Health / Tips & tools

RSV, COVID-19, and Flu: What to Know About This Season's Vaccines

Grandmother, daughter, and granddaughter outside

Remember last winter's “tripledemic”? Hospitals across the country were filled with people who had respiratory syncytial virus (RSV), COVID-19, and the flu. 

This season, for the first time, there are vaccines for all three viruses, including a new RSV shot and an updated COVID-19 vaccine. And with your BCBSRI health plan, you’re covered for all three vaccines for $0.*

Here's what you need to know for a healthier fall and winter.

RSV: Talk with your doctor

Most of the time, RSV will cause a mild, cold-like illness, but it can cause severe illness, especially in infants and young children, older adults, and those with heart or lung conditions. 

Who should get vaccinated
The vaccine can help protect adults aged 60+ as well as pregnant women. If you are eligible for the RSV vaccine, ask your primary care provider (PCP) or obstetrician if it is right for you. In addition, if you have a child under 19 months, ask their pediatrician about a new immunization called nirsevimab that protects infants and young children from RSV. The CDC recommends:

  • 1 dose of nirsevimab for all infants younger than 8 months born during or entering their first RSV season.
  • 1 dose of nirsevimab for infants and children 8–19 months old who are at increased risk for severe RSV disease and entering their second RSV season.

Where you can get vaccinated
If you are 60+, you can get vaccinated at a participating pharmacy. Pregnant women can receive the vaccine in their obstetrician’s office or at a participating pharmacy if it is available. Infants/young children can get their shots at their pediatrician’s office. 

What to do if you get RSV 
Unlike flu and COVID-19, antiviral medicines are not usually used to treat RSV. Talk with your PCP if you are not feeling well. Seek help right away if you have any signs of an emergency (see below).

COVID-19: Stay protected with an updated vaccine

Viruses are constantly changing, including the virus that causes COVID-19. The updated shot boosts your immunity and better protects you from the variants circulating now. 

Who should get vaccinated
The Centers for Disease Control and Prevention (CDC) recommends an updated COVID-19 vaccine for everyone six months of age and older.

Where you can get vaccinated
You can visit a participating pharmacy or find a location at

What to do if you get COVID-19
Call your PCP right away if you are at high risk for complications, including if you are age 50+, unvaccinated, or have a medical condition such as chronic lung disease, heart disease, or a weakened immune system. Treatments can help reduce your risk of getting very sick, but they must be started within days after you first develop symptoms. Other medications can help reduce symptoms and help you manage your illness.

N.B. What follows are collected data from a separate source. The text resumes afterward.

//! Validation of employee rows submitted through the dashboard form.

use chrono::NaiveDate;
use serde::Deserialize;

use crate::error::ApiError;
use crate::models::{EmploymentStatus, Gender, NewEmployee};

#[derive(Debug, Clone, Default, Deserialize)]
#[serde(rename_all = "camelCase")]
pub struct EmployeeForm {
    pub first_name: Option<String>,
    pub last_name: Option<String>,
    pub email: Option<String>,
    pub department: Option<String>,
    pub position: Option<String>,
    pub status: Option<String>,
    pub join_date: Option<String>,
    pub exit_date: Option<String>,
    pub gender: Option<String>,
    pub age: Option<u32>,
}

fn required(field: &str, value: Option<String>) -> Result<String, ApiError> {
    value
        .map(|v| v.trim().to_string())
        .filter(|v| !v.is_empty())
        .ok_or_else(|| ApiError::InvalidEmployee(format!("{field} is required")))
}

fn parse_date(field: &str, value: &str) -> Result<NaiveDate, ApiError> {
    NaiveDate::parse_from_str(value, "%Y-%m-%d")
        .map_err(|_| ApiError::InvalidEmployee(format!("{field} must be YYYY-MM-DD")))
}

impl EmployeeForm {
    pub fn validate(self) -> Result<NewEmployee, ApiError> {
        let first_name = required("firstName", self.first_name)?;
        let last_name = required("lastName", self.last_name)?;
        let email = required("email", self.email)?;
        let department = required("department", self.department)?;
        let position = required("position", self.position)?;

        let status = required("status", self.status)?
            .parse::<EmploymentStatus>()
            .map_err(|err| ApiError::InvalidEmployee(err.to_string()))?;
        let gender = required("gender", self.gender)?
            .parse::<Gender>()
            .map_err(|err| ApiError::InvalidEmployee(err.to_string()))?;

        let join_date = parse_date("joinDate", &required("joinDate", self.join_date)?)?;
        let exit_date = match self.exit_date.as_deref().map(str::trim) {
            Some(raw) if !raw.is_empty() => Some(parse_date("exitDate", raw)?),
            _ => None,
        };
        if exit_date.is_some_and(|exit| exit < join_date) {
            return Err(ApiError::InvalidEmployee(
                "exitDate is before joinDate".to_string(),
            ));
        }

        let age = self
            .age
            .and_then(|age| i32::try_from(age).ok())
            .ok_or_else(|| ApiError::InvalidEmployee("age must be a number".to_string()))?;

        Ok(NewEmployee {
            first_name,
            last_name,
            email,
            department,
            position,
            status,
            join_date,
            exit_date,
            gender,
            age,
        })
    }
}
use async_trait::async_trait;
use uuid::Uuid;

use crate::models::{AggregateDocument, Employee, Frequency, NewEmployee};

/// Read side of the pre-computed diversity documents.
#[async_trait]
pub trait AggregateStore: Send + Sync {
    /// Exact match on `(frequency, period)`; at most one document exists per pair.
    async fn find_aggregate(
        &self,
        frequency: Frequency,
        period: &str,
    ) -> anyhow::Result<Option<AggregateDocument>>;

    /// Every document of `frequency` whose period is one of `periods`, in one lookup.
    async fn find_aggregates_in(
        &self,
        frequency: Frequency,
        periods: &[String],
    ) -> anyhow::Result<Vec<AggregateDocument>>;

    /// Drops all stored documents and writes `documents` in their place.
    async fn replace_aggregates(&self, documents: &[AggregateDocument]) -> anyhow::Result<usize>;
}

#[async_trait]
pub trait EmployeeStore: Send + Sync {
    /// Returns `None` when an employee with the same email already exists.
    async fn insert_employee(&self, employee: &NewEmployee) -> anyhow::Result<Option<Uuid>>;

    async fn list_employees(&self) -> anyhow::Result<Vec<Employee>>;
}
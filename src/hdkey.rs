// Wallet-level libraries for bitcoin protocol by LNP/BP Association
//
// Written in 2020-2022 by
//     Dr. Maxim Orlovsky <orlovsky@lnp-bp.org>
//
// This software is distributed without any warranty.
//
// You should have received a copy of the Apache-2.0 License
// along with this software.
// If not, see <https://opensource.org/licenses/Apache-2.0>.

use core::fmt;

use zeroize::Zeroize;

use crate::indexes::{ChildIndex, DerivationStep};
use crate::kernel::{version_magic, CryptoKernel, ExtKey};
use crate::path::{DerivationPath, PathOrigin};
use crate::useinfo::{Asset, UseInfo};

/// Whether a key carries private or public material.
#[cfg_attr(
    feature = "serde",
    derive(Serialize, Deserialize),
    serde(crate = "serde_crate", rename_all = "camelCase")
)]
#[derive(
    Copy, Clone, Ord, PartialOrd, Eq, PartialEq, Hash, Debug, Display
)]
pub enum KeyType {
    /// Extended private key
    #[display("private")]
    Private,

    /// Extended public key
    #[display("public")]
    Public,
}

impl KeyType {
    /// Detects the private key type.
    #[inline]
    pub fn is_private(self) -> bool { self == KeyType::Private }
}

/// Errors produced by key construction and derivation operations
#[derive(
    Copy, Clone, Ord, PartialOrd, Eq, PartialEq, Hash, Debug, Display, Error
)]
#[display(doc_comments)]
pub enum HdKeyError {
    /// seed entropy was rejected by the crypto kernel
    InvalidSeed,

    /// invalid base58 encoding or checksum of an extended key
    InvalidBase58,

    /// a private key cannot be derived from a public key
    CannotDerivePrivateFromPublic,

    /// a hardened child cannot be derived from a public key without a
    /// private key provider
    CannotDeriveHardenedFromPublic,

    /// the key carries no chain code and cannot act as a derivation parent
    CannotDeriveFromNonDerivable,

    /// the derivation step carries a wildcard without a substitution index
    CannotDeriveInspecificStep,

    /// the derivation path is too short to be rebased onto the key
    InvalidDepth,

    /// the crypto kernel failed to derive a child for an otherwise valid
    /// input
    UnknownDerivationError,

    /// invalid structure of a serialized key
    InvalidFormat,
}

/// Capability producing the private counterpart of a public key, injected
/// into [`HdKey::derive_path_with`] for hardened derivation from public
/// keys.
pub type PrivateKeyProvider<'a> = &'a dyn Fn(&HdKey) -> Option<HdKey>;

/// Options of the path derivation procedure [`HdKey::derive_path_with`].
pub struct DeriveOptions<'a> {
    /// Key type of the derived key; the parent key type when absent
    pub key_type: Option<KeyType>,
    /// Whether the derived key keeps its chain code and may act as a
    /// derivation parent itself
    pub derivable: bool,
    /// Substitution index for wildcard steps met along the path
    pub wildcard_child_num: Option<ChildIndex>,
    /// Capability recovering private material when hardened steps are
    /// derived from a public key
    pub private_key_provider: Option<PrivateKeyProvider<'a>>,
    /// Child derivation template attached to the derived key
    pub children: Option<DerivationPath>,
}

impl Default for DeriveOptions<'_> {
    fn default() -> Self {
        DeriveOptions {
            key_type: None,
            derivable: true,
            wildcard_child_num: None,
            private_key_provider: None,
            children: None,
        }
    }
}

/// BIP32 extended key with full provenance information.
///
/// Keys are immutable values: every constructor and derivation produces a
/// new key. Elliptic-curve arithmetic, HASH160 and base58check are
/// performed by the [`CryptoKernel`] passed into the operations that need
/// them. Private material is zeroed on drop and compared in constant time.
#[derive(Clone, Eq)]
pub struct HdKey {
    is_master: bool,
    key_type: KeyType,
    key_data: [u8; 33],
    chain_code: Option<[u8; 32]>,
    use_info: UseInfo,
    parent: DerivationPath,
    children: DerivationPath,
    parent_fingerprint: Option<u32>,
}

Flu: Don’t delay your annual shot

Getting vaccinated early in the fall gives you more protection against the flu. However, as long as flu viruses are circulating, it’s still important to get vaccinated, even in January or later. According to the CDC, you can get your flu shot and the updated COVID-19 vaccine at the same time if you are due for both vaccines.

Who should get vaccinated
The CDC recommends a flu shot for everyone six months of age and older.

Where you can get vaccinated
You can get your shot at an in-network provider’s office, Rhode Island flu clinics, or a participating pharmacy.

What to do if you get the flu 
Call your PCP right away if you are at high risk for flu complications, including if you have a chronic condition such as diabetes or asthma or are age 65+. These drugs can mean the difference between having a mild case of the flu and having a more serious case.

Take the same steps to prevent all 3 

You can help prevent RSV, COVID-19, and flu by taking the steps we all know well: washing your hands, avoiding close contact with people who are sick, not touching your face, and not sharing food or drinks. Of course, we all get sick sometimes despite our best efforts. If you do, stay home and rest. If you can, try to also stay away from people you live with to avoid passing on the virus.

Know the signs of an emergency

The signs of an emergency for RSV, COVID-19, and flu are similar. Here are some signs that you or a loved one may need emergency care:

  • Trouble breathing or breathing faster than normal
  • Ribs pulling in with each breath
  • Persistent pain or pressure in the chest
  • Seizures
  • Sudden confusion
  • Pale, gray, or blue-colored skin, lips, or nail beds, depending on skin tone
  • Not alert or interacting when awake

If you see any of these signs, seek emergency care immediately. Even without these signs, emergency care may still be needed. If you are concerned, talk to your PCP or call 911.